Here are some additional tips to help mitigate market volatility.


  • Stay calm
  • Remain invested
  • Maintain a diversified portfolio
  • Monitor your investments
  • Understand your risk tolerance
  • Set realistic expectations
  • Consult your financial advisor periodically to make sure you are on track


  • Panic
  • Make emotional investment decisions
  • Attempt to time the market
  • Lose focus of your long-term financial goals

As I have often stated, our investment philosophy remains based on the fundamentals. We believe it is time---not timing---that matters most. The successful long-term investor is patient, weathers market swings, and adheres to a disciplined investment process. 

Over the course of a lifetime, financial goals and objectives change and evolve. A financial check-up can help evaluate your financial health, highlight adjustments needed, and develop and implement a plan for success. If you would like to discuss changes to your financial situation, schedule a meeting, or have any questions, please contact our office.

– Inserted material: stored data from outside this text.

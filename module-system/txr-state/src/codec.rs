//! Serialization and deserialization -related logic.

use crate::index::StorageIndex;

/// A trait for types that can serialize and deserialize keys for storage
/// access.
pub trait StateKeyCodec<K> {
    /// Error type that can arise during deserialization.
    type KeyError: std::fmt::Debug;

    /// Serializes a key into a bytes vector.
    ///
    /// This method **must** not panic as all instances of the key type are
    /// supposed to be serializable.
    fn encode_key(&self, key: &K) -> Vec<u8>;

    /// Tries to deserialize a key from a bytes slice, and returns a
    /// [`Result`] with either the deserialized key or an error.
    fn try_decode_key(&self, bytes: &[u8]) -> Result<K, Self::KeyError>;
}

/// A trait for types that can serialize and deserialize values for storage
/// access.
pub trait StateValueCodec<V> {
    /// Error type that can arise during deserialization.
    type ValueError: std::fmt::Debug;

    /// Serializes a value into a bytes vector.
    ///
    /// This method **must** not panic as all instances of the value type are
    /// supposed to be serializable.
    fn encode_value(&self, value: &V) -> Vec<u8>;

    /// Tries to deserialize a value from a bytes slice, and returns a
    /// [`Result`] with either the deserialized value or an error.
    fn try_decode_value(&self, bytes: &[u8]) -> Result<V, Self::ValueError>;

    /// Deserializes a value from a bytes slice.
    ///
    /// # Panics
    /// Panics if the call to [`StateValueCodec::try_decode_value`] fails.
    /// Stored bytes were produced by [`StateValueCodec::encode_value`], so a
    /// failure here means the state itself is corrupt.
    fn decode_value(&self, bytes: &[u8]) -> V {
        self.try_decode_value(bytes)
            .map_err(|err| {
                format!(
                    "Failed to decode value 0x{}, error: {:?}",
                    hex::encode(bytes),
                    err
                )
            })
            .unwrap()
    }
}

/// A marker trait for types that implement both [`StateKeyCodec`] and
/// [`StateValueCodec`].
pub trait StateCodec<K, V>: StateKeyCodec<K> + StateValueCodec<V> {}

impl<K, V, C> StateCodec<K, V> for C where C: StateKeyCodec<K> + StateValueCodec<V> {}

/// A [`StateCodec`] that uses [`borsh`] for all keys and values.
#[derive(Debug, Default, PartialEq, Eq, Clone, borsh::BorshDeserialize, borsh::BorshSerialize)]
pub struct BorshCodec;

impl<K> StateKeyCodec<K> for BorshCodec
where
    K: borsh::BorshSerialize + borsh::BorshDeserialize,
{
    type KeyError = std::io::Error;

    fn encode_key(&self, key: &K) -> Vec<u8> {
        key.try_to_vec().expect("Failed to serialize key")
    }

    fn try_decode_key(&self, bytes: &[u8]) -> Result<K, Self::KeyError> {
        K::try_from_slice(bytes)
    }
}

impl<V> StateValueCodec<V> for BorshCodec
where
    V: borsh::BorshSerialize + borsh::BorshDeserialize,
{
    type ValueError = std::io::Error;

    fn encode_value(&self, value: &V) -> Vec<u8> {
        value.try_to_vec().expect("Failed to serialize value")
    }

    fn try_decode_value(&self, bytes: &[u8]) -> Result<V, Self::ValueError> {
        V::try_from_slice(bytes)
    }
}

/// A [`StateCodec`] that stores map keys as their [`StorageIndex`] path and
/// values as borsh.
///
/// The resulting storage key layout for an indexed map is the container
/// prefix followed by the key's path segments, so indexed entries live under
/// the same human-readable segments an external store browser would show.
#[derive(Debug, Default, PartialEq, Eq, Clone)]
pub struct PathKeyCodec;

impl<K> StateKeyCodec<K> for PathKeyCodec
where
    K: StorageIndex,
{
    type KeyError = String;

    fn encode_key(&self, key: &K) -> Vec<u8> {
        key.to_path(Vec::new()).join("/").into_bytes()
    }

    fn try_decode_key(&self, bytes: &[u8]) -> Result<K, Self::KeyError> {
        let path = std::str::from_utf8(bytes)
            .map_err(|err| format!("path segments are not utf-8: {err}"))?;
        let segments: Vec<String> = path.split('/').map(str::to_string).collect();
        K::of_path(&segments).ok_or_else(|| format!("no value at path {path:?}"))
    }
}

impl<V> StateValueCodec<V> for PathKeyCodec
where
    V: borsh::BorshSerialize + borsh::BorshDeserialize,
{
    type ValueError = std::io::Error;

    fn encode_value(&self, value: &V) -> Vec<u8> {
        value.try_to_vec().expect("Failed to serialize value")
    }

    fn try_decode_value(&self, bytes: &[u8]) -> Result<V, Self::ValueError> {
        V::try_from_slice(bytes)
    }
}
/// Capability for types usable as a storage path key.
///
/// An implementor occupies a fixed number of segments (usually one) in the
/// hierarchical key layout of an indexed store. [`StorageIndex::to_path`]
/// prepends this value's segments to an existing tail;
/// [`StorageIndex::of_path`] is the inverse over a complete path.
pub trait StorageIndex: Sized {
    /// Number of path segments occupied by this index type.
    const PATH_LENGTH: usize = 1;

    /// Prepends this value's path segments to `tail`.
    fn to_path(&self, tail: Vec<String>) -> Vec<String>;

    /// Recovers an index value from a complete path.
    ///
    /// Returns `None` if the path does not have exactly
    /// [`StorageIndex::PATH_LENGTH`] segments or a segment fails to decode.
    fn of_path(path: &[String]) -> Option<Self>;
}
use std::marker::PhantomData;

use borsh::{BorshDeserialize, BorshSerialize};
use thiserror::Error;

use crate::codec::BorshCodec;
use crate::{Prefix, Storage, WorkingSet};

/// Container for a single value.
#[derive(Debug, PartialEq, Eq, Clone, BorshDeserialize, BorshSerialize)]
pub struct StateValue<V> {
    _phantom: PhantomData<V>,
    prefix: Prefix,
}

/// Error type for `StateValue` get method.
#[derive(Debug, Error)]
pub enum Error {
    /// No value stored under the container's prefix.
    #[error("Value not found for prefix: {0}")]
    MissingValue(Prefix),
}

impl<V: BorshSerialize + BorshDeserialize> StateValue<V> {
    /// Creates a new [`StateValue`] with the given prefix.
    pub fn new(prefix: Prefix) -> Self {
        Self {
            _phantom: PhantomData,
            prefix,
        }
    }

    /// Sets a value in the StateValue.
    pub fn set<S: Storage>(&self, value: &V, working_set: &mut WorkingSet<S>) {
        working_set.set_singleton(self.prefix(), &BorshCodec, value)
    }

    /// Gets a value from the StateValue or None if the value is absent.
    pub fn get<S: Storage>(&self, working_set: &mut WorkingSet<S>) -> Option<V> {
        working_set.get_singleton(self.prefix(), &BorshCodec)
    }

    /// Gets a value from the StateValue or Error if the value is absent.
    pub fn get_or_err<S: Storage>(&self, working_set: &mut WorkingSet<S>) -> Result<V, Error> {
        self.get(working_set)
            .ok_or_else(|| Error::MissingValue(self.prefix().clone()))
    }

    /// Removes a value from the StateValue, returning the value (or None if
    /// the key is absent).
    pub fn remove<S: Storage>(&self, working_set: &mut WorkingSet<S>) -> Option<V> {
        working_set.remove_singleton(self.prefix(), &BorshCodec)
    }

    /// Removes a value from the StateValue, returning the value (or Error if
    /// the key is absent).
    pub fn remove_or_err<S: Storage>(&self, working_set: &mut WorkingSet<S>) -> Result<V, Error> {
        self.remove(working_set)
            .ok_or_else(|| Error::MissingValue(self.prefix().clone()))
    }

    /// Deletes a value from the StateValue.
    pub fn delete<S: Storage>(&self, working_set: &mut WorkingSet<S>) {
        working_set.delete_singleton(self.prefix());
    }

    /// Returns the prefix used when this [`StateValue`] was created.
    pub fn prefix(&self) -> &Prefix {
        &self.prefix
    }
}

In closing, I want to thank you for the opportunity of working with you and for your continued confidence and trust. I wish you and your family good health.

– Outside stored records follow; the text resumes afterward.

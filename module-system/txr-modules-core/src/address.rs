use core::fmt;
use core::str::FromStr;

use borsh::{BorshDeserialize, BorshSerialize};
use txr_state::StorageIndex;

use crate::error::InvalidRollupNotation;
use crate::hash::AddressHash;
use crate::nonce::CreationNonce;

/// The canonical address of a transaction rollup.
///
/// Structurally a bare [`AddressHash`]: minted exactly once at rollup
/// origination by digesting the creation nonce in force, and immutable
/// thereafter. The wrapper owns the rollup-specific conversions: notation
/// parsing with its own error kind, the storage path adapter, and the RPC
/// argument adapter.
#[derive(PartialEq, Eq, PartialOrd, Ord, Clone, Copy, Hash, BorshDeserialize, BorshSerialize)]
pub struct RollupId(AddressHash);

impl RollupId {
    /// Mints the identifier determined by `nonce`.
    ///
    /// Deterministic: the same nonce always yields the same identifier, and
    /// nonces differing in either field yield distinct identifiers up to the
    /// collision resistance of the underlying digest.
    pub fn derive(nonce: &CreationNonce) -> Self {
        Self(AddressHash::hash(&[&nonce.to_preimage()]))
    }

    /// Encodes as the checksummed `KT1...` notation.
    pub fn to_b58check(&self) -> String {
        self.0.to_b58check()
    }

    /// Decodes the checksummed notation, collapsing any underlying failure
    /// into [`InvalidRollupNotation`] with the offending string embedded.
    pub fn from_b58check(s: &str) -> Result<Self, InvalidRollupNotation> {
        AddressHash::from_b58check(s)
            .map(Self)
            .map_err(InvalidRollupNotation::from)
    }
}

impl AsRef<[u8]> for RollupId {
    fn as_ref(&self) -> &[u8] {
        self.0.as_ref()
    }
}

impl From<AddressHash> for RollupId {
    fn from(hash: AddressHash) -> Self {
        Self(hash)
    }
}

impl<'a> TryFrom<&'a [u8]> for RollupId {
    type Error = anyhow::Error;

    fn try_from(bytes: &'a [u8]) -> Result<Self, Self::Error> {
        AddressHash::try_from(bytes).map(Self)
    }
}

impl FromStr for RollupId {
    type Err = InvalidRollupNotation;

    fn from_str(s: &str) -> Result<Self, Self::Err> {
        Self::from_b58check(s)
    }
}

impl fmt::Display for RollupId {
    fn fmt(&self, f: &mut fmt::Formatter<'_>) -> fmt::Result {
        write!(f, "{}", self.0)
    }
}

impl fmt::Debug for RollupId {
    fn fmt(&self, f: &mut fmt::Formatter<'_>) -> fmt::Result {
        write!(f, "{:?}", self.0)
    }
}

impl serde::Serialize for RollupId {
    fn serialize<S>(&self, serializer: S) -> Result<S::Ok, S::Error>
    where
        S: serde::Serializer,
    {
        if serializer.is_human_readable() {
            serde::Serialize::serialize(&self.to_b58check(), serializer)
        } else {
            serde::Serialize::serialize(&self.0.to_byte_array(), serializer)
        }
    }
}

impl<'de> serde::Deserialize<'de> for RollupId {
    fn deserialize<D>(deserializer: D) -> Result<Self, D::Error>
    where
        D: serde::Deserializer<'de>,
    {
        if deserializer.is_human_readable() {
            let notation: String = serde::Deserialize::deserialize(deserializer)?;
            // The structured reason is dropped here on purpose: decoding
            // embedded in a larger document surfaces a generic decode error,
            // matching the external contract of this path.
            Self::from_b58check(&notation)
                .map_err(|_| serde::de::Error::custom("malformed rollup id"))
        } else {
            let addr = <[u8; 20] as serde::Deserialize>::deserialize(deserializer)?;
            Ok(Self(AddressHash::new(addr)))
        }
    }
}

impl StorageIndex for RollupId {
    fn to_path(&self, tail: Vec<String>) -> Vec<String> {
        let mut path = Vec::with_capacity(1 + tail.len());
        path.push(hex::encode(self.as_ref()));
        path.extend(tail);
        path
    }

    fn of_path(path: &[String]) -> Option<Self> {
        match path {
            [segment] => {
                let bytes = hex::decode(segment).ok()?;
                Self::try_from(bytes.as_slice()).ok()
            }
            _ => None,
        }
    }
}
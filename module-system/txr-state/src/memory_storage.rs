use std::collections::HashMap;
use std::sync::{Arc, Mutex};

use crate::scratchpad::StateWrites;
use crate::storage::{Storage, StorageKey, StorageValue};

/// An in-memory [`Storage`] backend.
///
/// Stands in for the chain's authenticated store in tests and native
/// tooling. Clones share the same underlying cells.
#[derive(Clone, Default)]
pub struct MemoryStorage {
    cells: Arc<Mutex<HashMap<StorageKey, StorageValue>>>,
}

impl MemoryStorage {
    /// Creates an empty store.
    pub fn new() -> Self {
        Self::default()
    }

    /// Applies an ordered write batch produced by
    /// [`crate::StateCheckpoint::freeze`].
    pub fn commit(&self, writes: &StateWrites) {
        tracing::debug!(writes = writes.len(), "committing state writes");
        let mut cells = self.cells.lock().unwrap();
        for (key, value) in writes {
            match value {
                Some(value) => {
                    cells.insert(key.clone(), value.clone());
                }
                None => {
                    cells.remove(key);
                }
            }
        }
    }

    /// Number of live cells in the store.
    pub fn len(&self) -> usize {
        self.cells.lock().unwrap().len()
    }

    /// Returns `true` if the store holds no cells.
    #[must_use]
    pub fn is_empty(&self) -> bool {
        self.len() == 0
    }
}

impl Storage for MemoryStorage {
    fn get(&self, key: &StorageKey) -> Option<StorageValue> {
        self.cells.lock().unwrap().get(key).cloned()
    }
}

With kindest personal regards, I am

Very truly yours,




2020 Coronavirus Aid, Relief, and Economic Security (CARES) Act

$2.283 trillion emergency relief package. Designed to cushion the effects of virus-containment policies on business and personal finances.

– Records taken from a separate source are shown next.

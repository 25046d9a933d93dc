use anyhow::{bail, Context as _, Result};
use txr_modules_core::{CallResponse, Context, RollupId};
use txr_state::{Storage, WorkingSet};

use crate::{PendingInbox, RollupRegistry};

/// This enumeration represents the available call messages for interacting
/// with the rollup registry module.
#[cfg_attr(
    feature = "native",
    derive(serde::Serialize),
    derive(serde::Deserialize)
)]
#[derive(borsh::BorshDeserialize, borsh::BorshSerialize, Debug, PartialEq, Clone)]
pub enum CallMessage {
    /// Originate a new transaction rollup.
    CreateRollup,
}

impl<S: Storage> RollupRegistry<S> {
    /// Mints a fresh rollup identifier and stores its empty pending inbox.
    ///
    /// Reads the creation nonce in force for the operation currently
    /// executing, derives the identifier from it, writes the advanced nonce
    /// back and inserts the record. Exactly one nonce advance and one insert
    /// per successful call; every failure exit precedes the first write, so
    /// a failed call leaves the working set untouched.
    pub fn create_rollup(&self, working_set: &mut WorkingSet<S>) -> Result<RollupId> {
        let nonce = self
            .creation_nonce
            .get_or_err(working_set)
            .context("No creating operation in progress")?;
        let rollup_id = RollupId::derive(&nonce);

        if self.pending_inboxes.get(&rollup_id, working_set).is_some() {
            bail!("Rollup {} already exists", rollup_id);
        }

        self.creation_nonce.set(&nonce.advance(), working_set);
        self.pending_inboxes
            .set(&rollup_id, &PendingInbox::default(), working_set);

        Ok(rollup_id)
    }

    pub(crate) fn create(
        &self,
        context: &Context,
        working_set: &mut WorkingSet<S>,
    ) -> Result<CallResponse> {
        let nonce = self
            .creation_nonce
            .get_or_err(working_set)
            .context("No creating operation in progress")?;
        if &nonce.operation_hash != context.operation_hash() {
            bail!(
                "Creation nonce belongs to operation {}, not to the executing operation {}",
                nonce.operation_hash,
                context.operation_hash()
            );
        }

        let rollup_id = self.create_rollup(working_set)?;
        working_set.add_event("rollup_created", &format!("rollup_id: {rollup_id}"));

        Ok(CallResponse::default())
    }
}
//! The rollup registry module mints globally-unique rollup identifiers and
//! keeps one record per live rollup. It provides functionality for:
//! - Deterministic identifier creation from the operation in progress.
//! - Creation-nonce bookkeeping across the calls of one operation.
//! - Lookup of the per-rollup pending inbox record.

pub mod call;
pub mod genesis;
mod hooks;

#[cfg(feature = "native")]
pub mod query;

use std::marker::PhantomData;

use txr_modules_core::{CallResponse, Context, CreationNonce, Error, Module, ModulePrefix, RollupId};
use txr_state::codec::PathKeyCodec;
use txr_state::{StateMap, StateValue, Storage, WorkingSet};

/// Initial configuration for the rollup registry. Rollups only come into
/// existence through creation, so there is nothing to configure yet.
pub struct RollupRegistryConfig {}

/// Placeholder record stored per rollup at creation time.
///
/// Carries no information yet; it is the attachment point for future inbox
/// state, and its presence marks the rollup as existing.
#[derive(
    borsh::BorshDeserialize,
    borsh::BorshSerialize,
    serde::Serialize,
    serde::Deserialize,
    Debug,
    Default,
    Clone,
    PartialEq,
    Eq,
)]
pub struct PendingInbox {}

/// The rollup registry module.
///
/// State is threaded through every call as an explicit working set; the
/// registry holds no run-time data of its own, only the wiring of its state
/// containers.
pub struct RollupRegistry<S: Storage> {
    /// The creation nonce in force for the operation currently executing.
    /// Seeded by the begin-operation hook, advanced on every creation, and
    /// cleared by the end-operation hook.
    pub(crate) creation_nonce: StateValue<CreationNonce>,

    /// One pending inbox record per live rollup, keyed by the identifier's
    /// storage path segment.
    pub(crate) pending_inboxes: StateMap<RollupId, PendingInbox, PathKeyCodec>,

    _phantom: PhantomData<S>,
}

const MODULE_PATH: &str = "txr_rollup_registry";
const MODULE_NAME: &str = "RollupRegistry";

impl<S: Storage> RollupRegistry<S> {
    /// Wires the registry's state containers under its module prefix.
    pub fn new() -> Self {
        Self {
            creation_nonce: StateValue::new(
                ModulePrefix::new_storage(MODULE_PATH, MODULE_NAME, "creation_nonce").into(),
            ),
            pending_inboxes: StateMap::with_codec(
                ModulePrefix::new_storage(MODULE_PATH, MODULE_NAME, "pending_inboxes").into(),
                PathKeyCodec,
            ),
            _phantom: PhantomData,
        }
    }

    /// Returns the pending inbox stored for `rollup_id`, if the rollup
    /// exists.
    pub fn pending_inbox(
        &self,
        rollup_id: &RollupId,
        working_set: &mut WorkingSet<S>,
    ) -> Option<PendingInbox> {
        self.pending_inboxes.get(rollup_id, working_set)
    }
}

impl<S: Storage> Default for RollupRegistry<S> {
    fn default() -> Self {
        Self::new()
    }
}

impl<S: Storage> Module for RollupRegistry<S> {
    type Storage = S;

    type Config = RollupRegistryConfig;

    type CallMessage = call::CallMessage;

    fn genesis(
        &self,
        config: &Self::Config,
        working_set: &mut WorkingSet<S>,
    ) -> Result<(), Error> {
        Ok(self.init_module(config, working_set)?)
    }

    fn call(
        &self,
        msg: Self::CallMessage,
        context: &Context,
        working_set: &mut WorkingSet<S>,
    ) -> Result<CallResponse, Error> {
        match msg {
            call::CallMessage::CreateRollup => Ok(self.create(context, working_set)?),
        }
    }
}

  • $150 billion to support hospitals and community health centers.
  • $500 billion in loans for distressed industries and businesses (airlines, mass transit, postal service).
  • $350 billion allocated to support small businesses through Small Business Admininstration: Economic Injury Disaster Loan (low interest loan), Emergency Economic Injury Grant (advance on disaster loan up to $10,000), Small Business Debt Relief Program (additional access to credit), and the Paycheck Protection Program (forgivable loan for payroll, rent and utilities).
  • $150 billion in direct support for state and local governments to fight pandemic.
  • Economic impact payments to households: one-time stimulus check amounting to $1,200 per adult and $500 per child (subject to income and phaseout limits).
  • Improvements to unemployment benefits: unemployment insurance expands from 26 weeks to 39 weeks, benefit payments increase by $600 per week for 4 months,  contractors, and self employed eligible to receive benefits.  
  • Moratorium on RMDs from IRAs and other retirement plans.  Distributions made for the 2020 calendar year can be returned to tax-deferred accounts. Inherited IRA distributions are not eligible to be returned.
  • Penalties for early “hardship” withdrawals are waived in 2020 for coronavirus related distributions from IRAs and qualified plans. Distributions subject to income tax but the amount can be spread out over a three-year period.  Distributions are also eligible for recontribution within three years of withdrawal.
  • Retirement plan loan limits increased: $100,000 or 100% of vested balance (whichever is less), expanded limits apply to loans made from March 27 to September 23, 2020, and loan repayments deferred for 2020.
  • Charitable giving changes: Qualified Charitable Contributions will not offset an RMD this year since RMDs are suspended for 2020, a new above-the-line deduction created for charitable contributions of $300, cash gifts to most public charities increased for 2020 up to 100% of adjusted gross income (normally limited to 60% of AGI).
  • Federal tax filing deadline delayed until July 15, 2020.
  • $30 billion to bolster state education and school funding.  Federal student loan and interest payments suspended through September 30th
  • Health Savings Accounts and Healthcare Flexible Spending Accounts allowed to use assets for over-the-counter medications.
  • Mandatory insurance coverage for COVID-19 treatment and vaccine. Free testing.